5. The road and bridge crack reinforcing structure of claim 4, wherein: the energy-saving device is characterized by further comprising a prestress energy-storing mechanism (5), the prestress energy-storing mechanism (5) comprises a reinforcing cylinder (51), the reinforcing cylinder (51) is fixedly connected between the fixing cylinder (31) and the reinforcing central rod (41), the reinforcing cylinder (51) is fixedly embedded in the trapezoidal limiting block (16), the switching wall (17) and the cylindrical limiting block (18), an energy-storing strong spring (52) is movably inserted in the reinforcing cylinder (51), the left end of the energy-storing strong spring (52) is fixedly connected with a traction piston (53), the end part of a traction steel wire (36) penetrates through the partition plate (33) and bypasses the guide wheel (32) and extends into the reinforcing cylinder (51) and then is fixedly connected to the left side surface of the traction piston (53), the right end of the energy-storing strong spring (52) is fixedly connected with a force-applying piston (54), and the traction piston (53) and the force-applying piston (54) are both slidably inserted in the reinforcing cylinder (51), the right side surface of the force application piston (54) is fixedly connected with a force application steel wire (55).

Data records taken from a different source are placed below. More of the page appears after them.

use crate::adapters::http::BackendClient;
use crate::domain::model::{EntityId, NewTopic, Topic};
use crate::domain::ports::TopicRepository;
use crate::utils::error::Result;
use async_trait::async_trait;

#[derive(Debug, Clone)]
pub struct HttpTopicRepository {
    backend: BackendClient,
}

impl HttpTopicRepository {
    pub fn new(backend: BackendClient) -> Self {
        Self { backend }
    }
}

#[async_trait]
impl TopicRepository for HttpTopicRepository {
    async fn create_topic(&self, topic: &NewTopic) -> Result<Topic> {
        self.backend.create::<Topic>(topic).await
    }

    async fn delete_topic(&self, id: EntityId) -> Result<()> {
        self.backend.delete::<Topic>(id).await
    }

    async fn get_all_topics(&self) -> Result<Vec<Topic>> {
        self.backend.list::<Topic>().await
    }

    async fn get_topic_by_id(&self, id: EntityId) -> Result<Option<Topic>> {
        self.backend.fetch::<Topic>(id).await
    }

    async fn update_topic(&self, topic: &Topic) -> Result<Topic> {
        self.backend.update(topic).await
    }
}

6. The road and bridge crack reinforcing structure of claim 5, wherein: still include prestressing force and exert structure (6), prestressing force is exerted structure (6) and is included interior hexagonal passageway (61), the inside of interior hexagonal passageway (61) is equipped with prestressing force locking mechanical system (7) that is located its top, interior hexagonal passageway (61) is seted up on the top surface of consolidating well core rod (41), activity cover joint has rotary rod (62) on the bottom surface of interior hexagonal passageway (61) inner chamber, wind-up pulley (63) has been cup jointed to the external fixation of rotary rod (62), the tip of application of force steel wire (55) extends to the inside of interior hexagonal passageway (61) and fixed connection is in the inside of wind-up pulley (63), the top fixedly connected with of rotary rod (62) exerts disc (64), exert disc (64) slip grafting in the inside of interior hexagonal passageway (61) and can rotate, the interior hexagonal shrinkage pool (65) that is located its middle part is seted up on the top surface of exerting disc (64), the top surface of the applying disc (64) is provided with a non-return groove (66) positioned at the periphery of the inner hexagonal concave hole (65).